- **What the exercise asks**
Whenever a line carries the word "LinkRepository", pull it out of the entries.

── Data to use

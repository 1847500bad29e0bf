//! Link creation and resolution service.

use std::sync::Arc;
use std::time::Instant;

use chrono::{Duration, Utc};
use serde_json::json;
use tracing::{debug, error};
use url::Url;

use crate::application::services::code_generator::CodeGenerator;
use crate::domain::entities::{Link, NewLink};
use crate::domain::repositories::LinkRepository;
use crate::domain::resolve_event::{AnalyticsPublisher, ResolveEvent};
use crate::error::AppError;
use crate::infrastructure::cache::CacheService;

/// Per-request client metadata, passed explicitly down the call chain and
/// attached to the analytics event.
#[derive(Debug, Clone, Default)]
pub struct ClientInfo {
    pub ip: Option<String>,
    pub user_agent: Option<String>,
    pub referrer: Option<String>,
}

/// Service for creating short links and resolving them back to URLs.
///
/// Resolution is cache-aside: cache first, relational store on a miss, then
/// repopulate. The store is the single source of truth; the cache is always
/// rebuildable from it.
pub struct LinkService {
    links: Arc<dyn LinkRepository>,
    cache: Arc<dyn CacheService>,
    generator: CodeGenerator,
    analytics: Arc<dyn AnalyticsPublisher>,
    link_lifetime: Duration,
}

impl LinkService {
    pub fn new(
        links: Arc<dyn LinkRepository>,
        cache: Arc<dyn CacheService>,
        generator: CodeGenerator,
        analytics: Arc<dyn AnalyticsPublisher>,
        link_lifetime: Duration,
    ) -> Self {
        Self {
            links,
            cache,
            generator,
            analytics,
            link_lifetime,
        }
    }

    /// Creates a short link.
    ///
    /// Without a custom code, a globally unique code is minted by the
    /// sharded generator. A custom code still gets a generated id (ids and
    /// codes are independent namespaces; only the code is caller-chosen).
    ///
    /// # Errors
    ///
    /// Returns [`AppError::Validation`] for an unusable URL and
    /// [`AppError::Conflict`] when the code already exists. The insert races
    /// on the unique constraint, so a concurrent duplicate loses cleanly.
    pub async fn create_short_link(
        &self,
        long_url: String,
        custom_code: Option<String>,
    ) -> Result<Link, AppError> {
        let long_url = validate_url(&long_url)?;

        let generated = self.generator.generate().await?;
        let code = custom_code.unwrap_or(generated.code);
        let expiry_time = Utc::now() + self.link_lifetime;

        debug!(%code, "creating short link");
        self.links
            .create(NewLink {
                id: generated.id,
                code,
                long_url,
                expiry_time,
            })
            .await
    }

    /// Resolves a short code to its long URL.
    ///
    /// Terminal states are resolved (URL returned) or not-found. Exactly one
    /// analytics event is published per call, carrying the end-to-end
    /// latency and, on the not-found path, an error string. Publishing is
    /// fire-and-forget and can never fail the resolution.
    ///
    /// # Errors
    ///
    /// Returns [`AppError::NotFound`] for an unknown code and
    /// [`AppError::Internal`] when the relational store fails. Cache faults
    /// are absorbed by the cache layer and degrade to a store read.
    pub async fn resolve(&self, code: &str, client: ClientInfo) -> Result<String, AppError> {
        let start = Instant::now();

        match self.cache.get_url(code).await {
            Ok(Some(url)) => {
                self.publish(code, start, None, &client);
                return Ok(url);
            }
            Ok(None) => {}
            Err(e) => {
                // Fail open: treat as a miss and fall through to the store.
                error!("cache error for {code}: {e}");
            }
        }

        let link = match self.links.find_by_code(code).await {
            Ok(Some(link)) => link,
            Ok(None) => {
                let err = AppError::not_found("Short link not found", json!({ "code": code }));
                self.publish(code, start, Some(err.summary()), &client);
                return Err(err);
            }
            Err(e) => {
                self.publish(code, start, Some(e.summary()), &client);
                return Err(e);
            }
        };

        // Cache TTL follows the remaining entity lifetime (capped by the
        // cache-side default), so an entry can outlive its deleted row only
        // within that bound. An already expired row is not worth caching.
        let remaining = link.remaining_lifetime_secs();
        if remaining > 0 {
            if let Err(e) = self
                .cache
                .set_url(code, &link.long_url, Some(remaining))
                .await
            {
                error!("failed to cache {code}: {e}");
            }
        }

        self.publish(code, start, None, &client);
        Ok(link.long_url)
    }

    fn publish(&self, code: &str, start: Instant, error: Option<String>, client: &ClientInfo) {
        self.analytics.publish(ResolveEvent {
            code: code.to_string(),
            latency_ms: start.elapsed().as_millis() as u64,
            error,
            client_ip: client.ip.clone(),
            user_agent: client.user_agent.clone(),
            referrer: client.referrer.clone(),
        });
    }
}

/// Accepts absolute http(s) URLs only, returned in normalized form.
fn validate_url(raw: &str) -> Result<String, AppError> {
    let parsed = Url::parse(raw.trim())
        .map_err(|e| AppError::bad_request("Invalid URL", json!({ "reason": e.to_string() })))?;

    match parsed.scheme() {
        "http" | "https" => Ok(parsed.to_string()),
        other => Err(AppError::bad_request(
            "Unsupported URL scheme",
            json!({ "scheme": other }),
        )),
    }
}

────

- **Output for this task**
use crate::domain::repositories::LinkRepository;
    links: Arc<dyn LinkRepository>,
        links: Arc<dyn LinkRepository>,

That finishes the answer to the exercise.